**EXERCISE**. In the data below, find each line containing the string "lines" and return it.

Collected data
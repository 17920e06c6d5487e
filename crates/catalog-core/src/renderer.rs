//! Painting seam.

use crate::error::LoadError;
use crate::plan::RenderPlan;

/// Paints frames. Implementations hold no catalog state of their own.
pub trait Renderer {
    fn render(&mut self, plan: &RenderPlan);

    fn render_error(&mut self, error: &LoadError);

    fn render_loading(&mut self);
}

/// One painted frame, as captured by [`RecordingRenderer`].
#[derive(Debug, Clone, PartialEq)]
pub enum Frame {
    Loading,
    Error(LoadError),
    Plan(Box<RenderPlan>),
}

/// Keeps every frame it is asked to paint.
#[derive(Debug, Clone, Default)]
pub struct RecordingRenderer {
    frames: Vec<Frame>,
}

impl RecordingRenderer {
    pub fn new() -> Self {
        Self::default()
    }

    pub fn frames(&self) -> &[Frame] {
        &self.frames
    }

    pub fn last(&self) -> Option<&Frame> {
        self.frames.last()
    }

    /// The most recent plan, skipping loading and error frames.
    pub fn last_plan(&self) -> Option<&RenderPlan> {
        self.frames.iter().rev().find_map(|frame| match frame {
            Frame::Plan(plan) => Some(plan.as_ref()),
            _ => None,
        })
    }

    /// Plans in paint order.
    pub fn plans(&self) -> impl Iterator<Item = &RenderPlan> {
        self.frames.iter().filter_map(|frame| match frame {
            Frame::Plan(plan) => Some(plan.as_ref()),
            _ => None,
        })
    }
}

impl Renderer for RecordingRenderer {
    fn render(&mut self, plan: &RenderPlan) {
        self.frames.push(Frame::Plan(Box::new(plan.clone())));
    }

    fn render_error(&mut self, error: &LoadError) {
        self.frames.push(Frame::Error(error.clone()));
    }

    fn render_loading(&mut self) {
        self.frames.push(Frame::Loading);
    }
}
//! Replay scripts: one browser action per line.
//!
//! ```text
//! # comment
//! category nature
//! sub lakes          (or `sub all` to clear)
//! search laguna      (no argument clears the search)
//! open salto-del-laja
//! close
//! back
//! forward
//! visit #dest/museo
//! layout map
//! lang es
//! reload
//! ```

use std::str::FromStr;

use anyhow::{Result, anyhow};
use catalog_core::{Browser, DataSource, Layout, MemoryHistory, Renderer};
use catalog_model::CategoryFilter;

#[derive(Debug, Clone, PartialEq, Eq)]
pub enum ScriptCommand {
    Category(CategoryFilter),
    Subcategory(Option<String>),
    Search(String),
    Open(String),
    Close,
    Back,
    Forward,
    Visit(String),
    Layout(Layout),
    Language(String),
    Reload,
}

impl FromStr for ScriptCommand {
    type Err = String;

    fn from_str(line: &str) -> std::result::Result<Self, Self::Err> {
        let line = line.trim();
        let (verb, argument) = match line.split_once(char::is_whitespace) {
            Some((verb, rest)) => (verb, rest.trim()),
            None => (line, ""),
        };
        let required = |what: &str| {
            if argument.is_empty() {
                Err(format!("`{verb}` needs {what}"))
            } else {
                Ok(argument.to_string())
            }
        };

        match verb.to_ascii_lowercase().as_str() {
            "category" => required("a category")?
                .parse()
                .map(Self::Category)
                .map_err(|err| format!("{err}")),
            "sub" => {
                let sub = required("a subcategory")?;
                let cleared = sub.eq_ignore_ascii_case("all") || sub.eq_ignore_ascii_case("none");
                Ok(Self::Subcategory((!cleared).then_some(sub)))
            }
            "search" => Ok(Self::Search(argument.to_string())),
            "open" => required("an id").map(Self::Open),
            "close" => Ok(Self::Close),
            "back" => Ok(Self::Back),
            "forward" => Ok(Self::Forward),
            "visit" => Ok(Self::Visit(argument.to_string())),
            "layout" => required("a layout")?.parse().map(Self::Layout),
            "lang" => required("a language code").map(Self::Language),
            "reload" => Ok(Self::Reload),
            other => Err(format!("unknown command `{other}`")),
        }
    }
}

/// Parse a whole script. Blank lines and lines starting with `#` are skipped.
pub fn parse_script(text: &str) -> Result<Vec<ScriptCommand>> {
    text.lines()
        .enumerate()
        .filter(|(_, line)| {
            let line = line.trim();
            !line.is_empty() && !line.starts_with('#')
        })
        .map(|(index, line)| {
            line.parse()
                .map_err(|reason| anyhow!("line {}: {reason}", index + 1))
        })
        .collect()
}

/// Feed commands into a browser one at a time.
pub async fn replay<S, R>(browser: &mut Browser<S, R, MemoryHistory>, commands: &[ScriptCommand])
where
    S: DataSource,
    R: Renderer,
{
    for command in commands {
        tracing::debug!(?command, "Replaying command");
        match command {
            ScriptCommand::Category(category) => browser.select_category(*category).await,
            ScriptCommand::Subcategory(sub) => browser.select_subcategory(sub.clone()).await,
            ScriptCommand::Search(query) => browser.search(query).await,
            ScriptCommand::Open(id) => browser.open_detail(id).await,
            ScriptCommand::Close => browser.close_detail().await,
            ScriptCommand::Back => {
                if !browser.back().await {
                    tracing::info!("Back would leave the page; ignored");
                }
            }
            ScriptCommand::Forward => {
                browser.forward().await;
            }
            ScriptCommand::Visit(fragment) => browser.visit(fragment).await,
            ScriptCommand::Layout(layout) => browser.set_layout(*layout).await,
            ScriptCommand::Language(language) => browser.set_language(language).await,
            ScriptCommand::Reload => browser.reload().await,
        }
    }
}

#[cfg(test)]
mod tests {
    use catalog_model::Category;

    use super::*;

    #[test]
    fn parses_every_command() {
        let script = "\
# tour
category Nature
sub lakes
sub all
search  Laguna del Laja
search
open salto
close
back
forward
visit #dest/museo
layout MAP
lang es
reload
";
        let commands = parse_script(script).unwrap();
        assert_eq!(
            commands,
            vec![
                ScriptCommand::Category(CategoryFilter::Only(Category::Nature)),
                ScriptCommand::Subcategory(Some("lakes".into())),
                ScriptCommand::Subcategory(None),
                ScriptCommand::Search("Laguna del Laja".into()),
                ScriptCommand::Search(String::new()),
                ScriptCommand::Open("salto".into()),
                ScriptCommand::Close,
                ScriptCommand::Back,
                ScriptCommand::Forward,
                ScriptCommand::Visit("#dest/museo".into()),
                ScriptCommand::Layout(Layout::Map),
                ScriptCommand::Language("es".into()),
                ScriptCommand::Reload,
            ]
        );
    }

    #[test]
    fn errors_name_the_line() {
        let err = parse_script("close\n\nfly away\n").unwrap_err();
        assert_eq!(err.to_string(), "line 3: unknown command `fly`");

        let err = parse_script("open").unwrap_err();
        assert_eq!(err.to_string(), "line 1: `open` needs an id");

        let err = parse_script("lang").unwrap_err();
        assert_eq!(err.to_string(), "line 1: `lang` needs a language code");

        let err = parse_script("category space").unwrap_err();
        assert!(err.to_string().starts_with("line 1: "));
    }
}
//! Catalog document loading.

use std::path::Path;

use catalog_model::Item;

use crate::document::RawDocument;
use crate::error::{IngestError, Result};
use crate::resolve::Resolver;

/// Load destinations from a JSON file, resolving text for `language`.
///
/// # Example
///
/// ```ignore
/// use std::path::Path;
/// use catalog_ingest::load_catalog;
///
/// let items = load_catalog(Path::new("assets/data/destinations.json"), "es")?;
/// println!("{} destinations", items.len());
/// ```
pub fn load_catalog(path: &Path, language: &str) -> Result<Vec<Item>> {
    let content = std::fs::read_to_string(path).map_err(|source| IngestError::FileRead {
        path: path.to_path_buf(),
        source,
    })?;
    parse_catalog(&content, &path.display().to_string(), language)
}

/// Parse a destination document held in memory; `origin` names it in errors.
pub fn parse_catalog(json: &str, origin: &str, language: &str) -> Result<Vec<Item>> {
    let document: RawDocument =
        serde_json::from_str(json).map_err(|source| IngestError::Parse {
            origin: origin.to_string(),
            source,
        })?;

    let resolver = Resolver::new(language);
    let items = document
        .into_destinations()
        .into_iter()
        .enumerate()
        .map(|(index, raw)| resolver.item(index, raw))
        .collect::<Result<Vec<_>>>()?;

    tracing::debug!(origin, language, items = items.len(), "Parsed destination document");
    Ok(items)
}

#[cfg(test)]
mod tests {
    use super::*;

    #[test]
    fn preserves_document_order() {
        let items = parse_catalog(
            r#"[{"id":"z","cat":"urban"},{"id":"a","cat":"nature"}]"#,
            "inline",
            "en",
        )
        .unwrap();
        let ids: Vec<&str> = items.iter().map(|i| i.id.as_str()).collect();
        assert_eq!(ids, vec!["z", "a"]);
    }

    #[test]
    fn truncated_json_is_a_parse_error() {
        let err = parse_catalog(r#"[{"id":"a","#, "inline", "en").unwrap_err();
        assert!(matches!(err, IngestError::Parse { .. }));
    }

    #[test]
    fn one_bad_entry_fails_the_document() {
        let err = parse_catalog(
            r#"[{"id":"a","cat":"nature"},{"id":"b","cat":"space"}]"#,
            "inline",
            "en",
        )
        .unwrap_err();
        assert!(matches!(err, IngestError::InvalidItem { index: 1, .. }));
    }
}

**EXERCISE OUTPUT**.
/// Parse a whole script. Blank lines and lines starting with `#` are skipped.
    text.lines()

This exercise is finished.